Nearly 100 attendees from around the world came together for the High Pressure Synchrotron Science symposium, held May 6-8, 2009 at the Advanced Photon Source in conjunction with the 2009 APS User's Meeting. The mission of the symposium, which was sponsored by several groups including CDAC and HPSynC, was to bring the user community together to discuss new ways of exploring the pressure variable in chemistry, physics, materials science, geoscience and biology using synchrotron radiation. In a program that spanned three days and included 35 invited talks, the state of the art in high pressure research was explored across this diverse range of fields.
The vibrancy of the community was highlighted by the breadth of interesting talks and a notable number of contributions from areas not traditionally associated with high pressure research.
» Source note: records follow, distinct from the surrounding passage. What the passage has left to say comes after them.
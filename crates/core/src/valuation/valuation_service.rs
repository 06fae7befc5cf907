use std::sync::Arc;

use chrono::NaiveDate;
use log::{debug, warn};
use rust_decimal::Decimal;

use super::valuation_model::{
    AccountValuation, HoldingValuation, VaultValuation, CASH_PRICE_SOURCE,
};
use super::valuation_traits::ValuationServiceTrait;
use crate::assets::AssetRepositoryTrait;
use crate::constants::DECIMAL_PRECISION;
use crate::errors::Result;
use crate::positions::{Position, PositionRepositoryTrait};
use crate::prices::{PriceCacheStore, PriceMappingRepositoryTrait};
use crate::vaults::VaultRepositoryTrait;

/// Price picked for a holding.
struct ResolvedPrice {
    price: Decimal,
    date: NaiveDate,
    source: String,
}

pub struct ValuationService {
    position_repository: Arc<dyn PositionRepositoryTrait>,
    asset_repository: Arc<dyn AssetRepositoryTrait>,
    mapping_repository: Arc<dyn PriceMappingRepositoryTrait>,
    price_cache: Arc<dyn PriceCacheStore>,
    vault_repository: Arc<dyn VaultRepositoryTrait>,
}

impl ValuationService {
    pub fn new(
        position_repository: Arc<dyn PositionRepositoryTrait>,
        asset_repository: Arc<dyn AssetRepositoryTrait>,
        mapping_repository: Arc<dyn PriceMappingRepositoryTrait>,
        price_cache: Arc<dyn PriceCacheStore>,
        vault_repository: Arc<dyn VaultRepositoryTrait>,
    ) -> Self {
        Self {
            position_repository,
            asset_repository,
            mapping_repository,
            price_cache,
            vault_repository,
        }
    }

    /// Cash is worth one unit of itself. Other assets take the latest cached
    /// price on or before `as_of` from their active mappings, in mapping
    /// order.
    fn resolve_price(&self, asset_id: &str, as_of: NaiveDate) -> Result<Option<ResolvedPrice>> {
        let asset = self.asset_repository.get_by_id(asset_id)?;
        if asset.is_cash() {
            return Ok(Some(ResolvedPrice {
                price: Decimal::ONE,
                date: as_of,
                source: CASH_PRICE_SOURCE.to_string(),
            }));
        }

        for mapping in self
            .mapping_repository
            .list_for_asset(asset_id)?
            .into_iter()
            .filter(|m| m.is_active)
        {
            if let Some(cached) = self.price_cache.latest_on_or_before(
                &mapping.provider_symbol,
                &mapping.currency,
                as_of,
            )? {
                debug!(
                    "Priced {} at {} from {} {} on {}",
                    asset_id, cached.price, mapping.provider_symbol, mapping.currency, cached.date
                );
                return Ok(Some(ResolvedPrice {
                    price: cached.price,
                    date: cached.date,
                    source: cached.source,
                }));
            }
        }
        Ok(None)
    }

    fn value_lot(&self, position: &Position, as_of: NaiveDate) -> Result<HoldingValuation> {
        let quantity = position.remaining_quantity().max(Decimal::ZERO);
        let cost_basis = position.remaining_cost_basis();
        let resolved = self.resolve_price(&position.key.asset_id, as_of)?;
        if resolved.is_none() {
            warn!(
                "No cached price for {} on or before {}",
                position.key.asset_id, as_of
            );
        }

        Ok(HoldingValuation {
            position_id: position.id.clone(),
            asset_id: position.key.asset_id.clone(),
            account_id: position.key.account_id.clone(),
            quantity,
            cost_basis,
            price: resolved.as_ref().map(|p| p.price),
            price_date: resolved.as_ref().map(|p| p.date),
            market_value: resolved
                .as_ref()
                .map(|p| position.market_value(p.price).round_dp(DECIMAL_PRECISION)),
            unrealized_pnl: resolved
                .as_ref()
                .map(|p| position.unrealized_pnl(p.price).round_dp(DECIMAL_PRECISION)),
            price_source: resolved.map(|p| p.source),
        })
    }
}

impl ValuationServiceTrait for ValuationService {
    fn value_position(&self, position_id: &str, as_of: NaiveDate) -> Result<HoldingValuation> {
        let position = self.position_repository.get_by_id(position_id)?;
        self.value_lot(&position, as_of)
    }

    fn value_account(&self, account_id: &str, as_of: NaiveDate) -> Result<AccountValuation> {
        let holdings = self
            .position_repository
            .list_by_account(account_id)?
            .iter()
            .filter(|p| p.is_open)
            .map(|p| self.value_lot(p, as_of))
            .collect::<Result<Vec<_>>>()?;

        let mut market_value = Decimal::ZERO;
        let mut cost_basis = Decimal::ZERO;
        let mut unrealized_pnl = Decimal::ZERO;
        let mut unpriced_assets = Vec::new();
        for holding in &holdings {
            match (holding.market_value, holding.unrealized_pnl) {
                (Some(value), Some(pnl)) => {
                    market_value += value;
                    cost_basis += holding.cost_basis;
                    unrealized_pnl += pnl;
                }
                _ => {
                    if !unpriced_assets.contains(&holding.asset_id) {
                        unpriced_assets.push(holding.asset_id.clone());
                    }
                }
            }
        }

        Ok(AccountValuation {
            account_id: account_id.to_string(),
            as_of,
            holdings,
            market_value,
            cost_basis,
            unrealized_pnl,
            unpriced_assets,
        })
    }

    fn value_vault(&self, vault_id: &str, user_id: Option<&str>) -> Result<VaultValuation> {
        let vault = self.vault_repository.get_by_id(vault_id)?;
        let share_price = vault.share_price();

        let (user_shares, user_value, user_unrealized_pnl) = match user_id {
            Some(user_id) => match self.vault_repository.get_share(vault_id, user_id)? {
                Some(share) => {
                    let value = share.market_value(share_price).round_dp(DECIMAL_PRECISION);
                    (
                        Some(share.share_balance),
                        Some(value),
                        Some(value - share.total_cost),
                    )
                }
                None => (Some(Decimal::ZERO), Some(Decimal::ZERO), Some(Decimal::ZERO)),
            },
            None => (None, None, None),
        };

        Ok(VaultValuation {
            vault_id: vault.id.clone(),
            currency: vault.currency.clone(),
            supply: vault.supply(),
            share_price,
            aum: vault.aum,
            is_manual: vault.is_manual(),
            user_id: user_id.map(str::to_string),
            user_shares,
            user_value,
            user_unrealized_pnl,
        })
    }
}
These included a presentation on observations of a high density form of liquid water inside protein crystals at high pressure, several presentations on the possibilities of coherent diffraction imaging of single-particles under high hydrostatic pressures, and a presentation on x-ray photo chemistry under extreme conditions as a way of forming novel materials.
Exciting fundamental physics was also presented in the form of dramatic images of transparent, non-conducting sodium, and shock compression was shown to result in the metallization of He at densities exceeding 2.5 g/cm3. The rich possibilities of high pressure as a means of forming ultra-hard materials in the B-C-N system were explored, as were the structural properties of nano-polycrystalline diamond. Geophysics was also a main theme throughout the meeting: chemical reaction and partitioning at the core-mantle boundary were featured, as were the implications of the recently discovered spin transitions in iron-based minerals.
Three CDAC partners, Tom Duffy (Princeton), Yogesh Vohra (University of Albama Birmingham), and Wendy Mao (Stanford), gave presentations at the meeting. Presentations were given by other CDAC affiliated scientists, including Alexander Goncharov and Viktor Struzhkin from the Geophysical Laboratory; Stanislav Sinogeikin, Wenge Yang, and Qiang Mei from HPCAT; and Lin Wang and Michael Lerche from HPSynC.
The diverse scientific program was structured around three technical sessions, each of which focused on the future of high pressure synchrotron research relative to a particular area of the field. The emerging role of in situ imaging of systems under extreme conditions raised the prospect of a new field of hierarchical structural/functional characterization. Meanwhile, a strong drive to push the frontiers of experimentation towards the nanoscale, with sub-micron beamsizes and high precision stages, was discussed in several presentations.
Proceedings of the meeting are to be published in a special issue of Journal of Physics: Condensed Matter.